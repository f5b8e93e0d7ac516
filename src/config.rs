use crate::error::{GitshuError, Result};
use directories::ProjectDirs;
use serde::{Deserialize, Serialize};
use std::path::{Path, PathBuf};

pub const DEFAULT_REGISTRY_URL: &str = "https://registry.npmjs.org";
pub const DEFAULT_PACKAGE: &str = "gitshu";

#[derive(Debug, Clone, Serialize, Deserialize)]
#[serde(default)]
pub struct Config {
    #[serde(skip)]
    pub gitshu_dir: PathBuf,

    #[serde(skip)]
    pub versions_dir: PathBuf,

    #[serde(skip)]
    pub cache_dir: PathBuf,

    #[serde(skip)]
    pub config_file: PathBuf,

    #[serde(skip)]
    pub registry_file: PathBuf,

    /// Base URL of the npm-compatible package registry
    pub registry_url: String,

    /// Package name of GitShu in the registry
    pub package: String,

    /// Whether to verify package integrity when downloading
    pub verify_checksums: bool,

    /// Keep downloaded tarballs in the cache directory
    pub cache_downloads: bool,

    /// Timeout for registry requests, in seconds
    pub request_timeout_secs: u64,
}

impl Default for Config {
    fn default() -> Self {
        Self::with_root(Self::default_gitshu_dir())
    }
}

impl Config {
    fn default_gitshu_dir() -> PathBuf {
        // First check GITSHU_DIR environment variable
        if let Ok(dir) = std::env::var("GITSHU_DIR") {
            return PathBuf::from(shellexpand::tilde(&dir).to_string());
        }

        // Then use platform-specific directory
        if let Some(proj_dirs) = ProjectDirs::from("", "", "gitshu") {
            return proj_dirs.data_dir().to_path_buf();
        }

        // Fallback to ~/.gitshu
        PathBuf::from(shellexpand::tilde("~/.gitshu").to_string())
    }

    /// Build a configuration rooted at `root` with default settings.
    pub fn with_root<P: AsRef<Path>>(root: P) -> Self {
        let gitshu_dir = root.as_ref().to_path_buf();

        Self {
            versions_dir: gitshu_dir.join("versions"),
            cache_dir: gitshu_dir.join("cache"),
            config_file: gitshu_dir.join("config.toml"),
            registry_file: gitshu_dir.join("registry.json"),
            gitshu_dir,
            registry_url: DEFAULT_REGISTRY_URL.to_string(),
            package: DEFAULT_PACKAGE.to_string(),
            verify_checksums: true,
            cache_downloads: true,
            request_timeout_secs: 60,
        }
    }

    pub fn load() -> Result<Self> {
        Self::load_from(Self::default_gitshu_dir())
    }

    pub fn load_from<P: AsRef<Path>>(root: P) -> Result<Self> {
        let mut config = Self::with_root(root);

        // Create directories if they don't exist
        std::fs::create_dir_all(&config.gitshu_dir)?;
        std::fs::create_dir_all(&config.versions_dir)?;
        std::fs::create_dir_all(&config.cache_dir)?;

        if config.config_file.exists() {
            let contents = std::fs::read_to_string(&config.config_file)?;
            let file_config: Config = toml::from_str(&contents)?;

            config.registry_url = file_config.registry_url.trim_end_matches('/').to_string();
            config.package = file_config.package;
            config.verify_checksums = file_config.verify_checksums;
            config.cache_downloads = file_config.cache_downloads;
            config.request_timeout_secs = file_config.request_timeout_secs;
        } else {
            config.save()?;
        }

        if config.package.trim().is_empty() {
            return Err(GitshuError::ConfigError(
                "package name must not be empty".to_string(),
            ));
        }

        Ok(config)
    }

    pub fn save(&self) -> Result<()> {
        let contents = toml::to_string_pretty(self)
            .map_err(|e| GitshuError::ConfigError(e.to_string()))?;

        std::fs::write(&self.config_file, contents)?;
        Ok(())
    }
}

________

## Required action
Retype every line above with nothing changed.

## Solution to the exercise
repository f5b8e93e0d7ac516
filename src/config.rs
use crate::error::{GitshuError, Result};
use directories::ProjectDirs;
use serde::{Deserialize, Serialize};
use std::path::{Path, PathBuf};

pub const DEFAULT_REGISTRY_URL: &str = "https://registry.npmjs.org";
pub const DEFAULT_PACKAGE: &str = "gitshu";

#[derive(Debug, Clone, Serialize, Deserialize)]
#[serde(default)]
pub struct Config {
    #[serde(skip)]
    pub gitshu_dir: PathBuf,

    #[serde(skip)]
    pub versions_dir: PathBuf,

    #[serde(skip)]
    pub cache_dir: PathBuf,

    #[serde(skip)]
    pub config_file: PathBuf,

    #[serde(skip)]
    pub registry_file: PathBuf,

    /// Base URL of the npm-compatible package registry
    pub registry_url: String,

    /// Package name of GitShu in the registry
    pub package: String,

    /// Whether to verify package integrity when downloading
    pub verify_checksums: bool,

    /// Keep downloaded tarballs in the cache directory
    pub cache_downloads: bool,

    /// Timeout for registry requests, in seconds
    pub request_timeout_secs: u64,
}

impl Default for Config {
    fn default() -> Self {
        Self::with_root(Self::default_gitshu_dir())
    }
}

impl Config {
    fn default_gitshu_dir() -> PathBuf {
        // First check GITSHU_DIR environment variable
        if let Ok(dir) = std::env::var("GITSHU_DIR") {
            return PathBuf::from(shellexpand::tilde(&dir).to_string());
        }

        // Then use platform-specific directory
        if let Some(proj_dirs) = ProjectDirs::from("", "", "gitshu") {
            return proj_dirs.data_dir().to_path_buf();
        }

        // Fallback to ~/.gitshu
        PathBuf::from(shellexpand::tilde("~/.gitshu").to_string())
    }

    /// Build a configuration rooted at `root` with default settings.
    pub fn with_root<P: AsRef<Path>>(root: P) -> Self {
        let gitshu_dir = root.as_ref().to_path_buf();

        Self {
            versions_dir: gitshu_dir.join("versions"),
            cache_dir: gitshu_dir.join("cache"),
            config_file: gitshu_dir.join("config.toml"),
            registry_file: gitshu_dir.join("registry.json"),
            gitshu_dir,
            registry_url: DEFAULT_REGISTRY_URL.to_string(),
            package: DEFAULT_PACKAGE.to_string(),
            verify_checksums: true,
            cache_downloads: true,
            request_timeout_secs: 60,
        }
    }

    pub fn load() -> Result<Self> {
        Self::load_from(Self::default_gitshu_dir())
    }

    pub fn load_from<P: AsRef<Path>>(root: P) -> Result<Self> {
        let mut config = Self::with_root(root);

        // Create directories if they don't exist
        std::fs::create_dir_all(&config.gitshu_dir)?;
        std::fs::create_dir_all(&config.versions_dir)?;
        std::fs::create_dir_all(&config.cache_dir)?;

        if config.config_file.exists() {
            let contents = std::fs::read_to_string(&config.config_file)?;
            let file_config: Config = toml::from_str(&contents)?;

            config.registry_url = file_config.registry_url.trim_end_matches('/').to_string();
            config.package = file_config.package;
            config.verify_checksums = file_config.verify_checksums;
            config.cache_downloads = file_config.cache_downloads;
            config.request_timeout_secs = file_config.request_timeout_secs;
        } else {
            config.save()?;
        }

        if config.package.trim().is_empty() {
            return Err(GitshuError::ConfigError(
                "package name must not be empty".to_string(),
            ));
        }

        Ok(config)
    }

    pub fn save(&self) -> Result<()> {
        let contents = toml::to_string_pretty(self)
            .map_err(|e| GitshuError::ConfigError(e.to_string()))?;

        std::fs::write(&self.config_file, contents)?;
        Ok(())
    }
}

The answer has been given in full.